Venício A. de Lima
O confronto emblemático em torno da legalidade de regras históricas da
agência reguladora FCC (Federal Communications Commission), relativas à
propriedade cruzada (cross ownership) dos meios de comunicação
(jornais, emissoras de rádio e televisão) em mercados locais, teve seu
lance mais recente na Suprema Corte dos Estados Unidos, na sexta feira
(29/6).
Poderosos grupos de mídia como o Chicago Tribune, a Fox (News
Corporation) e o Sinclair Broadcast Group (televisão), além da NAB
(National Association of Broadcasters, a Abert de lá), mesmo quando
favorecidos, têm reiteradas vezes contestado judicialmente decisões da
FCC alegando que elas violam as garantias da Primeira Emenda da
Constituição dos EUA – vale dizer, a liberdade de expressão e a
liberdade da imprensa.
Quando presidida pelo republicano Kevin Martin (2005-2009), a FCC tomou
decisões – coincidentes com os interesses da grande mídia –
que“flexibilizariam” normas restringindo a propriedade cruzada, em vigor
(à época) há mais de 35 anos.
Organizações da sociedade civil que lutam contra a concentração da
propriedade na mídia recorreram ao Tribunal Federal da Filadélfia (U.S.
Court of Appeals for the Third Circuit) contra a decisão e venceram a
ação.
Não houve julgamento do mérito e a alegação básica foi de que a FCC
ignorou os procedimentos legais devidos e não ouviu os grupos contrários
à decisão que estava sendo tomada [ver “Propriedade cruzada, lá e cá“].

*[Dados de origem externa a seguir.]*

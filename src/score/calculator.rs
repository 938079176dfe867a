use std::sync::Arc;

use serde::Serialize;
use tracing::{debug, error};

use super::catalog::{step_ids, RuleCatalog};
use super::questionnaire::{
    Characterization, CohortSize, PhenotypeSpecificity, Questionnaire, Selection,
    StatisticalSupport, TypingMethod, Weighting,
};

/// A selection the catalog cannot price. Only reachable when the questionnaire
/// was validated against a different catalog than the calculator holds.
#[derive(Debug, Clone, PartialEq, Eq, thiserror::Error)]
pub enum CalculationError {
    #[error("option '{option}' is not defined for scoring step '{step_id}'")]
    UnknownOption { step_id: String, option: String },
}

/// Points awarded for one sub-step, kept for auditing a score.
#[derive(Debug, Clone, PartialEq, Serialize)]
pub struct StepContribution {
    pub step_id: String,
    pub display_name: String,
    pub selections: Vec<String>,
    pub points: f64,
}

/// Step totals behind a final score.
#[derive(Debug, Clone, PartialEq, Serialize)]
pub struct ScoreBreakdown {
    pub step_1: f64,
    pub step_2: f64,
    pub step_3: f64,
    pub step_4: f64,
    pub step_5: f64,
    /// Sum of steps 1 through 5.
    pub additive_total: f64,
    /// Product of the 6A and 6B points.
    pub weighting_factor: f64,
    pub score: f64,
    pub contributions: Vec<StepContribution>,
}

/// Prices a validated questionnaire using the rule catalog.
#[derive(Debug, Clone)]
pub struct ScoreCalculator {
    catalog: Arc<RuleCatalog>,
}

impl ScoreCalculator {
    pub fn new(catalog: Arc<RuleCatalog>) -> Self {
        Self { catalog }
    }

    pub fn catalog(&self) -> &Arc<RuleCatalog> {
        &self.catalog
    }

    /// Final score: `(step 1 + .. + step 5) * 6A * 6B`.
    pub fn calculate(&self, questionnaire: &Questionnaire) -> Result<f64, CalculationError> {
        self.breakdown(questionnaire).map(|breakdown| breakdown.score)
    }

    pub fn breakdown(&self, questionnaire: &Questionnaire) -> Result<ScoreBreakdown, CalculationError> {
        let mut tally = Tally::new(&self.catalog);

        let totals = match step_totals(&mut tally, questionnaire) {
            Ok(totals) => totals,
            Err(err) => {
                error!(error = %err, "score calculation aborted");
                return Err(err);
            }
        };
        let StepTotals {
            step_1,
            step_2,
            step_3,
            step_4,
            step_5,
            weighting_factor,
        } = totals;

        let additive_total = step_1 + step_2 + step_3 + step_4 + step_5;
        let score = additive_total * weighting_factor;
        debug!(
            step_1,
            step_2,
            step_3,
            step_4,
            step_5,
            weighting_factor,
            score,
            "score calculated"
        );

        Ok(ScoreBreakdown {
            step_1,
            step_2,
            step_3,
            step_4,
            step_5,
            additive_total,
            weighting_factor,
            score,
            contributions: tally.contributions,
        })
    }

    /// Step 1: 1A + 1B + 1C + 1D.
    pub fn characterization_points(&self, answers: &Characterization) -> Result<f64, CalculationError> {
        characterization_points(&mut Tally::new(&self.catalog), answers)
    }

    pub fn typing_points(&self, answers: &TypingMethod) -> Result<f64, CalculationError> {
        typing_points(&mut Tally::new(&self.catalog), answers)
    }

    /// Step 3: 3A + 3B + 3C, where 3B and 3C may each sum several options.
    pub fn statistics_points(&self, answers: &StatisticalSupport) -> Result<f64, CalculationError> {
        statistics_points(&mut Tally::new(&self.catalog), answers)
    }

    pub fn cohort_points(&self, answers: &CohortSize) -> Result<f64, CalculationError> {
        cohort_points(&mut Tally::new(&self.catalog), answers)
    }

    pub fn phenotype_points(&self, answers: &PhenotypeSpecificity) -> Result<f64, CalculationError> {
        phenotype_points(&mut Tally::new(&self.catalog), answers)
    }

    /// Step 6: 6A * 6B.
    pub fn weighting_factor(&self, answers: &Weighting) -> Result<f64, CalculationError> {
        weighting_factor(&mut Tally::new(&self.catalog), answers)
    }
}

struct StepTotals {
    step_1: f64,
    step_2: f64,
    step_3: f64,
    step_4: f64,
    step_5: f64,
    weighting_factor: f64,
}

fn step_totals(
    tally: &mut Tally<'_>,
    questionnaire: &Questionnaire,
) -> Result<StepTotals, CalculationError> {
    Ok(StepTotals {
        step_1: characterization_points(tally, questionnaire.characterization())?,
        step_2: typing_points(tally, questionnaire.typing())?,
        step_3: statistics_points(tally, questionnaire.statistics())?,
        step_4: cohort_points(tally, questionnaire.cohort())?,
        step_5: phenotype_points(tally, questionnaire.phenotype())?,
        weighting_factor: weighting_factor(tally, questionnaire.weighting())?,
    })
}

fn characterization_points(
    tally: &mut Tally<'_>,
    answers: &Characterization,
) -> Result<f64, CalculationError> {
    Ok(tally.single(step_ids::ALLELE_OR_HAPLOTYPE, answers.allele_or_haplotype())?
        + tally.single(step_ids::ALLELE_RESOLUTION, answers.allele_resolution())?
        + tally.single(step_ids::ZYGOSITY, answers.zygosity())?
        + tally.single(step_ids::PHASE, answers.phase())?)
}

fn typing_points(tally: &mut Tally<'_>, answers: &TypingMethod) -> Result<f64, CalculationError> {
    tally.single(step_ids::TYPING_METHOD, answers.typing_method())
}

fn statistics_points(
    tally: &mut Tally<'_>,
    answers: &StatisticalSupport,
) -> Result<f64, CalculationError> {
    Ok(tally.single(step_ids::P_VALUE, answers.p_value())?
        + tally.selection(
            step_ids::MULTIPLE_TESTING_CORRECTION,
            answers.multiple_testing_correction(),
        )?
        + tally.selection(step_ids::EFFECT_SIZE, answers.effect_size())?)
}

fn cohort_points(tally: &mut Tally<'_>, answers: &CohortSize) -> Result<f64, CalculationError> {
    tally.single(step_ids::COHORT_SIZE, answers.cohort_size())
}

fn phenotype_points(
    tally: &mut Tally<'_>,
    answers: &PhenotypeSpecificity,
) -> Result<f64, CalculationError> {
    tally.single(step_ids::ADDITIONAL_PHENOTYPES, answers.additional_phenotypes())
}

fn weighting_factor(tally: &mut Tally<'_>, answers: &Weighting) -> Result<f64, CalculationError> {
    let association = tally.single(step_ids::WEIGHING_ASSOCIATION, answers.weighing_association())?;
    let resolution = tally.single(step_ids::LOW_FIELD_RESOLUTION, answers.low_field_resolution())?;
    Ok(association * resolution)
}

/// Resolves option names to points and records each sub-step contribution.
struct Tally<'a> {
    catalog: &'a RuleCatalog,
    contributions: Vec<StepContribution>,
}

impl<'a> Tally<'a> {
    fn new(catalog: &'a RuleCatalog) -> Self {
        Self {
            catalog,
            contributions: Vec::new(),
        }
    }

    fn single(&mut self, step_id: &str, option: &str) -> Result<f64, CalculationError> {
        let points = self.points_for(step_id, &[option])?;
        self.record(step_id, vec![option.to_string()], points);
        Ok(points)
    }

    fn selection(&mut self, step_id: &str, selection: &Selection) -> Result<f64, CalculationError> {
        let names = selection.names();
        let points = self.points_for(step_id, &names)?;
        self.record(step_id, names.into_iter().map(str::to_string).collect(), points);
        Ok(points)
    }

    fn points_for(&self, step_id: &str, options: &[&str]) -> Result<f64, CalculationError> {
        let table = self.catalog.option_points_map(step_id);
        options.iter().try_fold(0.0, |total, option| {
            table
                .get(option)
                .map(|points| total + points)
                .ok_or_else(|| CalculationError::UnknownOption {
                    step_id: step_id.to_string(),
                    option: option.to_string(),
                })
        })
    }

    fn record(&mut self, step_id: &str, selections: Vec<String>, points: f64) {
        let display_name = self
            .catalog
            .step(step_id)
            .map(|step| step.display_name.clone())
            .unwrap_or_default();
        self.contributions.push(StepContribution {
            step_id: step_id.to_string(),
            display_name,
            selections,
            points,
        });
    }
}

Os grandes grupos de mídia apelaram, então, à Suprema Corte que, agora, ratificou a decisão do Tribunal da Filadélfia (ver aqui).
Revisão das regras
A decisão da Suprema Corte, coincidentemente, foi tomada quando a FCC
está realizando audiências públicas para rever exatamente as regras
sobre propriedade cruzada. Decisão legal determina que elas devam ser
revisadas a cada quatro anos “para levar em conta as mudanças no
ambiente competitivo”. E tudo indica que haverá nova tentativa da
agencia reguladora – outra vez, no interesse expresso dos grandes grupos
de mídia – de “flexibilizar” as normas.
E no Brasil?
Registre-se, em primeiro lugar, que esse tipo de pauta não encontra
espaço na cobertura jornalística da grande mídia brasileira. Nada
encontrei sobre o assunto nos jornalões.
Aqui, como se sabe, não existe agência reguladora para a radiodifusão
(nada sequer parecido com a FCC) e nem mesmo um órgão auxiliar do
Congresso Nacional – o Conselho de Comunicação Social previsto no artigo
224 da CF88 – que poderia discutir (apenas, discutir) esse
tipo de questão, funciona. Ademais, não há qualquer regra que regule
e/ou limite diretamente a propriedade cruzada dos meios de comunicação.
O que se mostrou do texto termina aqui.